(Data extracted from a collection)
---+---
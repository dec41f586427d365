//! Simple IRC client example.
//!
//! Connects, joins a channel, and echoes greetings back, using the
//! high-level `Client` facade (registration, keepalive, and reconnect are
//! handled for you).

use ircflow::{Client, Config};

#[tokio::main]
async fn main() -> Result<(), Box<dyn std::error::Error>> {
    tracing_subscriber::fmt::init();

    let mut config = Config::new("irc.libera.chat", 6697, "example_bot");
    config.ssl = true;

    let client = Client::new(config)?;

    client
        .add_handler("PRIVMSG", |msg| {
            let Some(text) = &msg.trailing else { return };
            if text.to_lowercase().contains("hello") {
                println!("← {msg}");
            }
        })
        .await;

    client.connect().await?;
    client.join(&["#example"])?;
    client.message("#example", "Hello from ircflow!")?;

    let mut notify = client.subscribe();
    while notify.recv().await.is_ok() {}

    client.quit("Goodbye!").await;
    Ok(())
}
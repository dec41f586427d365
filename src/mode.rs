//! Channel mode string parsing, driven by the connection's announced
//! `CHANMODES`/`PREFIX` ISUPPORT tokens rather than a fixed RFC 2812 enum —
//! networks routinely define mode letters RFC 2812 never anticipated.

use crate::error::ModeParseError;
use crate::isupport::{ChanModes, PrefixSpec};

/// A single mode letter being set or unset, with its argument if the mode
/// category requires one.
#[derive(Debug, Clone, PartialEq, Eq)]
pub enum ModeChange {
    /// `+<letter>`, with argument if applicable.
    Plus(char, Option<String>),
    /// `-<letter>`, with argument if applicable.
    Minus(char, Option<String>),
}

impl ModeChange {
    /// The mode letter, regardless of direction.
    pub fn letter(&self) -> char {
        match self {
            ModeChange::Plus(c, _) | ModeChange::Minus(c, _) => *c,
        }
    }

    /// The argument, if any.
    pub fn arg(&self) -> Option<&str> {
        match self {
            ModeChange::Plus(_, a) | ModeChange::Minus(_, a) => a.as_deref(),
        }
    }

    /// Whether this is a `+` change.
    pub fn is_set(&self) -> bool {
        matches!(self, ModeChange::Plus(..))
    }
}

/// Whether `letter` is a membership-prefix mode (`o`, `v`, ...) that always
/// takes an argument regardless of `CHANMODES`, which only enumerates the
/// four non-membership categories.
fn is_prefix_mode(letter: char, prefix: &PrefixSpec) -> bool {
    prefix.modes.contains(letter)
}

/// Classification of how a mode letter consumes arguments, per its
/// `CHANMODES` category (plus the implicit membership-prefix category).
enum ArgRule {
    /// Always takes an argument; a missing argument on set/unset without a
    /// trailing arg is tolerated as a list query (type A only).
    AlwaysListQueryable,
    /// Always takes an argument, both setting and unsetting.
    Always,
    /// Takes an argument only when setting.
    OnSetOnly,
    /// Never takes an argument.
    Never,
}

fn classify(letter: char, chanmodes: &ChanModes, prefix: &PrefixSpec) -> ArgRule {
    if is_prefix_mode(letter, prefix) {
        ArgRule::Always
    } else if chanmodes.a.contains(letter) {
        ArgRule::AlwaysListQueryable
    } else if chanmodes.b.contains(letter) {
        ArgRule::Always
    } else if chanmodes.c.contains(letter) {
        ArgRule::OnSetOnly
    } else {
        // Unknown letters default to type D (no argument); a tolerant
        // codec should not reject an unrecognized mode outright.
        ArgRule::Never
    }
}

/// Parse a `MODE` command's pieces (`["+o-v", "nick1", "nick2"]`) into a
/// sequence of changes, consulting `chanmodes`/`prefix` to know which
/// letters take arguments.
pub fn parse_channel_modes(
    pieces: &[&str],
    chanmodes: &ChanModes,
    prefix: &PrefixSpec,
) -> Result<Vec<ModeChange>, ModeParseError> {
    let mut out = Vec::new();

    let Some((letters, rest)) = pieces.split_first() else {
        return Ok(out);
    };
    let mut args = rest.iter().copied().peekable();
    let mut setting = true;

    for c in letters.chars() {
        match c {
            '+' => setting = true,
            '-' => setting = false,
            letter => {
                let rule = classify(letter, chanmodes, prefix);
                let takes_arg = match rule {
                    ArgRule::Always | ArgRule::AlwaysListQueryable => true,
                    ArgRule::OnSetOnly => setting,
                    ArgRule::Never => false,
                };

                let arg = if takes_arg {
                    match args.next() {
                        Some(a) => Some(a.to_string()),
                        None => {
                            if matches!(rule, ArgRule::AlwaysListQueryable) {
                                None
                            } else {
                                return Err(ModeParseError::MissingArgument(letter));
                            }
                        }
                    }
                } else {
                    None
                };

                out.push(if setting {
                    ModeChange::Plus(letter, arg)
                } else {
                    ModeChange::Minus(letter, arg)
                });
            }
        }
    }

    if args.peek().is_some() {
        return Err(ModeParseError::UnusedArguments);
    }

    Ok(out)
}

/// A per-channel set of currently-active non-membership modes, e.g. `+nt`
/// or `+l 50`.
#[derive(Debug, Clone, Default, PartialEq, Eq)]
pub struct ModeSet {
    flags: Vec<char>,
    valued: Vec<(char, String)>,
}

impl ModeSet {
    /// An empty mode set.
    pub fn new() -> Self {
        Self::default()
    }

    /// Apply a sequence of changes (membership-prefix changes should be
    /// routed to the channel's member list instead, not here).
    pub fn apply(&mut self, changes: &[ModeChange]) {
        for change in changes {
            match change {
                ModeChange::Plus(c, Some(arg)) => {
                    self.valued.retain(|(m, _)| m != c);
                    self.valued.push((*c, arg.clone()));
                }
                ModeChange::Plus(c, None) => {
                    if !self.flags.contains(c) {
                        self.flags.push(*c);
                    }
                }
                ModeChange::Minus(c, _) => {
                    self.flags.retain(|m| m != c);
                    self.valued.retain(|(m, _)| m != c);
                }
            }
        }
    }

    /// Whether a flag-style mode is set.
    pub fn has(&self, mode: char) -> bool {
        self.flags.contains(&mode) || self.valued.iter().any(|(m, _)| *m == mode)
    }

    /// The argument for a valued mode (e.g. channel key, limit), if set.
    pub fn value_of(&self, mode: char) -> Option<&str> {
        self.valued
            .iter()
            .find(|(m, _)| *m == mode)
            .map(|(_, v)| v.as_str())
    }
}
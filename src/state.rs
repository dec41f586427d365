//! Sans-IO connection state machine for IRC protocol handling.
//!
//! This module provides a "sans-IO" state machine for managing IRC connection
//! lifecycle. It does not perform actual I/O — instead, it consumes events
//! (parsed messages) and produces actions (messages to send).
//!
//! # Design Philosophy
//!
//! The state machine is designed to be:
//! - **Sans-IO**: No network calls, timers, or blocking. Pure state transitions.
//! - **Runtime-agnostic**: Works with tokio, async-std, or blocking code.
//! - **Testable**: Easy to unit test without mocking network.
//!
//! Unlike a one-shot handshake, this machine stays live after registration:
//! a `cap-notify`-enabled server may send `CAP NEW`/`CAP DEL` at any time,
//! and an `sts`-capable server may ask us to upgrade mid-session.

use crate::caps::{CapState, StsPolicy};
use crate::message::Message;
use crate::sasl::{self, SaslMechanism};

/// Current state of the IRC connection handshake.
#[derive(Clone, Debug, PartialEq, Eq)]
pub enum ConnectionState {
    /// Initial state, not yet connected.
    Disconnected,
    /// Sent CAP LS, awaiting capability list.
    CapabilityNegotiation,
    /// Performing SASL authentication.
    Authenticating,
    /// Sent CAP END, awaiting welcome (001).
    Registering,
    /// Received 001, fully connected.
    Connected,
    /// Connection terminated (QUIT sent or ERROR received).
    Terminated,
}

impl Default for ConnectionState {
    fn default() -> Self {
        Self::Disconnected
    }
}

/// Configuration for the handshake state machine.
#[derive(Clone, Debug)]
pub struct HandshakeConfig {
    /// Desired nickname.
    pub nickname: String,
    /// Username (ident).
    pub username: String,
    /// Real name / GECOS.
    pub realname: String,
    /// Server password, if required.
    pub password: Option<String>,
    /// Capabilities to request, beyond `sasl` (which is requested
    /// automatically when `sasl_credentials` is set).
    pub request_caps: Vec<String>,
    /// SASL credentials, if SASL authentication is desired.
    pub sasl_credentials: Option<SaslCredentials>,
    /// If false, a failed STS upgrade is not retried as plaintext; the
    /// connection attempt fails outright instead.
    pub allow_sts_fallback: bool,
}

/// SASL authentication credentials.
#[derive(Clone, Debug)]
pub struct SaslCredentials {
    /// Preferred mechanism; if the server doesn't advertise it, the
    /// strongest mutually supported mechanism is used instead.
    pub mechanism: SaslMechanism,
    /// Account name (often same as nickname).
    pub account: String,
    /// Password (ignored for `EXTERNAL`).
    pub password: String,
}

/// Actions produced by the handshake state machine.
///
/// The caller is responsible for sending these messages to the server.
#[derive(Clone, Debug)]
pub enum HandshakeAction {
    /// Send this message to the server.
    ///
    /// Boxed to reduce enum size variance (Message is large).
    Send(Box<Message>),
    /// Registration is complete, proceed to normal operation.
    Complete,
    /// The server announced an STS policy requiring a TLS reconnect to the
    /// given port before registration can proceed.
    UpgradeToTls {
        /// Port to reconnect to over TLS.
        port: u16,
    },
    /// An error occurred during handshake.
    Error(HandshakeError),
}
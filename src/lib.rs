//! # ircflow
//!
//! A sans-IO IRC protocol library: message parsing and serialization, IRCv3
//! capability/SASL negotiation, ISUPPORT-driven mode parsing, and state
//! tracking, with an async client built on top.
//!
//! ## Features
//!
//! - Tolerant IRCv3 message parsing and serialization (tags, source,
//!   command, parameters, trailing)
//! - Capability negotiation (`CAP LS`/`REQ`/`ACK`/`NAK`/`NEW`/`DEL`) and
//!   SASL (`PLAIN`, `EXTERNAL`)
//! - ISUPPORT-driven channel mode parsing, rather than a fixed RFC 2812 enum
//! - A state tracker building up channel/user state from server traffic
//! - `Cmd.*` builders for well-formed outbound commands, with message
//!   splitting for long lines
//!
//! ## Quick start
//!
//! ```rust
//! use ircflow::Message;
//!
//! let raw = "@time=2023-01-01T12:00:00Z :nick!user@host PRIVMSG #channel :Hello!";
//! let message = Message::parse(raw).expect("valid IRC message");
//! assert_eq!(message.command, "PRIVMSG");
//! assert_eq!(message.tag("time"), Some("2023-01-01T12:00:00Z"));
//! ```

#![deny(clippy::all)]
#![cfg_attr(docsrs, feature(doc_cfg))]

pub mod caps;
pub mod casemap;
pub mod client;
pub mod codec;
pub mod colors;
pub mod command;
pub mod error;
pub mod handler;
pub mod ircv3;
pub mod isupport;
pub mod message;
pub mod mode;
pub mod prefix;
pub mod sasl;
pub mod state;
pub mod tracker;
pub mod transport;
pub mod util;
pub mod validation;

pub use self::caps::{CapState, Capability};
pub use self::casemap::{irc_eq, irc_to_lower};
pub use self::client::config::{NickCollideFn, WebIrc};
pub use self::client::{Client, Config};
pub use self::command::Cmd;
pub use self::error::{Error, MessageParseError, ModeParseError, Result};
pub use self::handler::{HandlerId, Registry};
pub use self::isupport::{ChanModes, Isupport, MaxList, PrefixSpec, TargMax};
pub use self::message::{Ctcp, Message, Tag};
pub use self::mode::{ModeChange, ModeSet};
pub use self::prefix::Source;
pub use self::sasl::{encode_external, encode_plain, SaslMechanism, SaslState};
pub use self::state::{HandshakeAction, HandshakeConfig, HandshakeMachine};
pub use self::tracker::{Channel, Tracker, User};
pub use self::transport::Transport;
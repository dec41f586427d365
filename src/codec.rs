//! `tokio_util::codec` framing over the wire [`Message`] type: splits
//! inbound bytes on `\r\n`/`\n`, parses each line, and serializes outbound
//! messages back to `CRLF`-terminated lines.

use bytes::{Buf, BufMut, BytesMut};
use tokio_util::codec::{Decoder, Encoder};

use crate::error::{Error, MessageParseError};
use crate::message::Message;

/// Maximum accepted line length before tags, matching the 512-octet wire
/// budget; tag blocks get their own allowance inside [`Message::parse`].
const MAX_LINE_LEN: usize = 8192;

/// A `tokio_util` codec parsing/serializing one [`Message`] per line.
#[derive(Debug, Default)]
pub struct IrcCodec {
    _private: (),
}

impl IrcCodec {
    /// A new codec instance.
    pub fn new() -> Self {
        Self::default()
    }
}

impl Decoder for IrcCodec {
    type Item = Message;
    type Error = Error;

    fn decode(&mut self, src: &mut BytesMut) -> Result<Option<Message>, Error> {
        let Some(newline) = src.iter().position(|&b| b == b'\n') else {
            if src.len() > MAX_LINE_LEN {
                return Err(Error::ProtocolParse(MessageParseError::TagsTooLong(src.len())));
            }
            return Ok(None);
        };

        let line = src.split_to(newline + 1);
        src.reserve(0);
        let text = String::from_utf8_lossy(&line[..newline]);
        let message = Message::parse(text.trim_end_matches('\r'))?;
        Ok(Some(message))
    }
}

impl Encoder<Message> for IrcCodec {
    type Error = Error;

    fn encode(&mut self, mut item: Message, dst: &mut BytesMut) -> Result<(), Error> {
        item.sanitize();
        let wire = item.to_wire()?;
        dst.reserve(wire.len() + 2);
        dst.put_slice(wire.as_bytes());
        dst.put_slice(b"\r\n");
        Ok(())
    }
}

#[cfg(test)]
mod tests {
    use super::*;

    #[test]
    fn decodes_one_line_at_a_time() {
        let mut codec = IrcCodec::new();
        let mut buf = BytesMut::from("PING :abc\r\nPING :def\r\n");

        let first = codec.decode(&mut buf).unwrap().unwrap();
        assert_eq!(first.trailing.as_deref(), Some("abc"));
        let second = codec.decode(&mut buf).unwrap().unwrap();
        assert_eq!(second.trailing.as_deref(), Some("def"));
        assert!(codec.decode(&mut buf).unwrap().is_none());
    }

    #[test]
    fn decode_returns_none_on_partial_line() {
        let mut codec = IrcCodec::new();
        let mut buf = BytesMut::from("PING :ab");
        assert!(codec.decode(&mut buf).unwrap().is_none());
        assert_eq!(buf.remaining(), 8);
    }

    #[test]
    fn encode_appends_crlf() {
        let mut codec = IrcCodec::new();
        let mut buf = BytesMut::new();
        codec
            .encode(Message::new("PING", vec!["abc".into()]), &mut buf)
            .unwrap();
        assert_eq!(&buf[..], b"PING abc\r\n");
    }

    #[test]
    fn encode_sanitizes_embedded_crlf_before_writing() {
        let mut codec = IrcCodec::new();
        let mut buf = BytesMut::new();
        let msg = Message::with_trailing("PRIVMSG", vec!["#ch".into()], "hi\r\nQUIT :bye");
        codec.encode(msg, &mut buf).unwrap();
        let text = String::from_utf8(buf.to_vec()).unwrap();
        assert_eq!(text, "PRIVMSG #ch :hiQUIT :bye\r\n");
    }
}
---+---
What is being asked | Going down from the first line of the entries above, restate each line word for word until the line holding "2812 enum —" is done.

Solution |
repository dec41f586427d365
//! Simple IRC client example.
//!
//! Connects, joins a channel, and echoes greetings back, using the
//! high-level `Client` facade (registration, keepalive, and reconnect are
//! handled for you).

use ircflow::{Client, Config};

#[tokio::main]
async fn main() -> Result<(), Box<dyn std::error::Error>> {
    tracing_subscriber::fmt::init();

    let mut config = Config::new("irc.libera.chat", 6697, "example_bot");
    config.ssl = true;

    let client = Client::new(config)?;

    client
        .add_handler("PRIVMSG", |msg| {
            let Some(text) = &msg.trailing else { return };
            if text.to_lowercase().contains("hello") {
                println!("← {msg}");
            }
        })
        .await;

    client.connect().await?;
    client.join(&["#example"])?;
    client.message("#example", "Hello from ircflow!")?;

    let mut notify = client.subscribe();
    while notify.recv().await.is_ok() {}

    client.quit("Goodbye!").await;
    Ok(())
}
repository dec41f586427d365
filename src/mode.rs
//! Channel mode string parsing, driven by the connection's announced
//! `CHANMODES`/`PREFIX` ISUPPORT tokens rather than a fixed RFC 2812 enum —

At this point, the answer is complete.